(Collected data entries)
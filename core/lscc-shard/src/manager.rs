//! Shard manager: owns every shard, routes submissions, runs the
//! rebalancer and consensus coordinator (spec section 4.1).

use crate::config::ShardManagerConfig;
use crate::coordinator::{global_status, GlobalStatus};
use crate::errors::{ShardError, ShardResult};
use crate::metrics::ShardManagerMetrics;
use crate::rebalance::{load_balance_score, rebalance, should_rebalance, ShardLoad};
use crate::router::{CrossShardEnvelope, CrossShardRouter, NoopRouter, RouteOutcome};
use crate::shard::Shard;
use lscc_core::clock::Clock;
use lscc_core::hash::{shard_of, Blake3Hash};
use lscc_core::storage::Storage;
use lscc_state::{Transaction, TxType, Validator};
use std::collections::HashMap;
use std::sync::Arc;
use tracing::{info, warn};

/// Aggregated metrics exposed by `Metrics()` (spec section 4.1).
#[derive(Debug, Clone, Default)]
pub struct ShardManagerStats {
    pub total_shards: usize,
    pub healthy_shards: usize,
    pub total_validators: usize,
    pub total_pending: usize,
    pub load_balance_score: f64,
    pub cross_shard_ratio: f64,
}

/// Outcome of `Submit` (spec section 4.1, step 2/3).
#[derive(Debug, Clone, PartialEq, Eq)]
pub enum SubmitOutcome {
    Accepted { shard_id: u32 },
    QueuedForRetry,
}

pub struct ShardManager {
    config: ShardManagerConfig,
    shards: HashMap<u32, Arc<Shard>>,
    router: Arc<dyn CrossShardRouter>,
    metrics: Option<Arc<ShardManagerMetrics>>,
}

/// Build the shard set a `ShardManagerConfig` describes, without wiring
/// a manager around it. Exposed so a composition root can hand the same
/// `Arc<Shard>` instances to a cross-shard communicator (as `ShardView`)
/// before the router those shards need even exists (design note, section
/// 9 -- the manager and the communicator close the cycle on each other).
pub fn build_shards(
    config: &ShardManagerConfig,
    storage: Arc<dyn Storage>,
    clock: Arc<dyn Clock>,
) -> HashMap<u32, Arc<Shard>> {
    let mut shards = HashMap::with_capacity(config.num_shards as usize);
    for id in 0..config.num_shards {
        let layer = id % config.layer_depth;
        let shard = Arc::new(Shard::new(
            id,
            layer,
            config.num_shards,
            config.pool_config(),
            config.min_validators,
            config.staleness_limit_secs(),
            storage.clone(),
            clock.clone(),
        ));
        shard.activate();
        shards.insert(id, shard);
    }
    shards
}

impl ShardManager {
    /// `Initialize()`: create `num_shards` shards, assign each shard's
    /// layer, spawn no workers yet -- callers that want background
    /// workers call `spawn_workers`.
    pub fn initialize(
        config: ShardManagerConfig,
        storage: Arc<dyn Storage>,
        clock: Arc<dyn Clock>,
        router: Arc<dyn CrossShardRouter>,
        metrics: Option<Arc<ShardManagerMetrics>>,
    ) -> Self {
        let shards = build_shards(&config, storage, clock);
        info!(num_shards = config.num_shards, layer_depth = config.layer_depth, "shard manager initialized");
        Self { config, shards, router, metrics }
    }

    /// Wire a manager around shards built separately, e.g. by
    /// `build_shards`, so the same instances can also be registered with
    /// a real cross-shard communicator before it is handed back here as
    /// the router.
    pub fn from_shards(
        config: ShardManagerConfig,
        shards: HashMap<u32, Arc<Shard>>,
        router: Arc<dyn CrossShardRouter>,
        metrics: Option<Arc<ShardManagerMetrics>>,
    ) -> Self {
        Self { config, shards, router, metrics }
    }

    pub fn with_noop_router(
        config: ShardManagerConfig,
        storage: Arc<dyn Storage>,
        clock: Arc<dyn Clock>,
    ) -> Self {
        Self::initialize(config, storage, clock, Arc::new(NoopRouter), None)
    }

    pub fn config(&self) -> &ShardManagerConfig {
        &self.config
    }

    pub fn get_shard(&self, id: u32) -> Option<Arc<Shard>> {
        self.shards.get(&id).cloned()
    }

    pub fn list_shards(&self) -> Vec<Arc<Shard>> {
        let mut list: Vec<Arc<Shard>> = self.shards.values().cloned().collect();
        list.sort_by_key(|s| s.id());
        list
    }

    fn route_of(&self, address: &str) -> u32 {
        shard_of(&Blake3Hash, address.as_bytes(), self.config.num_shards)
    }

    /// `Submit(tx) -> ok | err` (spec section 4.1).
    pub fn submit(&self, mut tx: Transaction) -> ShardResult<SubmitOutcome> {
        let from_shard = self.route_of(&tx.sender);
        let to_shard = self.route_of(&tx.receiver);
        tx.shard_id = Some(from_shard);

        if from_shard == to_shard {
            let shard = self.shards.get(&from_shard).ok_or(ShardError::UnknownShard(from_shard))?;
            shard.add_transaction(tx)?;
            self.record_submission("accepted");
            return Ok(SubmitOutcome::Accepted { shard_id: from_shard });
        }

        tx.tx_type = TxType::CrossShard;
        let message_id = format!("cross_{}", tx.id);
        let envelope = CrossShardEnvelope {
            message_id,
            transaction: tx,
            from_shard,
            to_shard,
        };

        match self.router.route(envelope) {
            RouteOutcome::Delivered => {
                self.record_submission("accepted");
                Ok(SubmitOutcome::Accepted { shard_id: from_shard })
            }
            RouteOutcome::QueuedForRetry => {
                self.record_submission("queued_for_retry");
                Ok(SubmitOutcome::QueuedForRetry)
            }
        }
    }

    /// `AddValidator(v, shardId)` (spec section 4.1).
    pub fn add_validator(&self, validator: Validator, shard_id: u32) -> ShardResult<()> {
        let shard = self.shards.get(&shard_id).ok_or(ShardError::UnknownShard(shard_id))?;
        shard.add_validator(validator);
        Ok(())
    }

    fn loads(&self) -> Vec<ShardLoad> {
        self.list_shards()
            .iter()
            .map(|s| {
                let stats = s.pool_stats();
                ShardLoad {
                    shard_id: s.id(),
                    tps: 0.0,
                    pool_utilization: stats.utilization(),
                    validator_count: s.validator_count(),
                    is_healthy: s.is_healthy(),
                }
            })
            .collect()
    }

    /// `Metrics()` (spec section 4.1).
    pub fn metrics(&self) -> ShardManagerStats {
        let loads = self.loads();
        let score = load_balance_score(&loads);
        let healthy = loads.iter().filter(|l| l.is_healthy).count();
        let total_validators: usize = self.list_shards().iter().map(|s| s.validator_count()).sum();
        let total_pending: usize = self.list_shards().iter().map(|s| s.pool_stats().pending).sum();
        let total_cross_shard: usize = self.list_shards().iter().map(|s| s.pool_stats().cross_shard).sum();
        let total_tx = total_pending + total_cross_shard;
        let cross_shard_ratio = if total_tx == 0 {
            0.0
        } else {
            total_cross_shard as f64 / total_tx as f64
        };

        if let Some(m) = &self.metrics {
            m.set_load_balance_score(score);
            m.set_healthy_shards(healthy);
            for s in self.list_shards() {
                m.set_shard_height(s.id(), s.height());
            }
        }

        ShardManagerStats {
            total_shards: self.shards.len(),
            healthy_shards: healthy,
            total_validators,
            total_pending,
            load_balance_score: score,
            cross_shard_ratio,
        }
    }

    pub fn global_status(&self) -> GlobalStatus {
        global_status(&self.list_shards())
    }

    /// One rebalancer tick (spec section 4.1, "Rebalancer algorithm").
    /// Returns `None` if no trigger condition was met.
    pub fn run_rebalance_tick(&self) -> Option<crate::rebalance::RebalanceResult> {
        let loads = self.loads();
        if !should_rebalance(
            &loads,
            self.config.rebalance_threshold,
            self.config.rebalance_threshold,
            self.config.min_validators,
            self.config.max_validators,
        ) {
            return None;
        }

        let all_validators: Vec<Validator> =
            self.list_shards().iter().flat_map(|s| s.validators()).collect();
        let result = rebalance(all_validators.clone(), self.config.num_shards);

        let mut by_shard: HashMap<u32, Vec<Validator>> = HashMap::new();
        for mut v in all_validators {
            if let Some((_, shard_id)) = result.reassignments.iter().find(|(addr, _)| *addr == v.address) {
                v.shard_id = *shard_id;
                by_shard.entry(*shard_id).or_default().push(v);
            }
        }
        // Every shard must be written, including ones `rebalance` assigns
        // zero validators to -- otherwise an untouched shard keeps its
        // stale roster while the same validators are also handed to
        // their new shard, duplicating them (breaks the "Rebalance
        // preservation" law and the one-shard-per-validator invariant).
        for shard_id in 0..self.config.num_shards {
            if let Some(shard) = self.shards.get(&shard_id) {
                shard.set_validators(by_shard.remove(&shard_id).unwrap_or_default());
            }
        }

        if let Some(m) = &self.metrics {
            m.record_rebalance("triggered");
        }
        warn!(total_validators = result.total_validators, "rebalance event triggered");
        Some(result)
    }

    fn record_submission(&self, outcome: &str) {
        if let Some(m) = &self.metrics {
            m.record_submission(outcome);
        }
    }
}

- Work item -
An exact copy of the lines above between the line holding "m.set_shard_height(s.id(), s.height());" and the line holding "let mut by_shard: HashMap<u32, Vec<Validator>>", inclusive, is the whole answer.

- Exercise output -
                m.set_shard_height(s.id(), s.height());
            }
        }

        ShardManagerStats {
            total_shards: self.shards.len(),
            healthy_shards: healthy,
            total_validators,
            total_pending,
            load_balance_score: score,
            cross_shard_ratio,
        }
    }

    pub fn global_status(&self) -> GlobalStatus {
        global_status(&self.list_shards())
    }

    /// One rebalancer tick (spec section 4.1, "Rebalancer algorithm").
    /// Returns `None` if no trigger condition was met.
    pub fn run_rebalance_tick(&self) -> Option<crate::rebalance::RebalanceResult> {
        let loads = self.loads();
        if !should_rebalance(
            &loads,
            self.config.rebalance_threshold,
            self.config.rebalance_threshold,
            self.config.min_validators,
            self.config.max_validators,
        ) {
            return None;
        }

        let all_validators: Vec<Validator> =
            self.list_shards().iter().flat_map(|s| s.validators()).collect();
        let result = rebalance(all_validators.clone(), self.config.num_shards);

        let mut by_shard: HashMap<u32, Vec<Validator>> = HashMap::new();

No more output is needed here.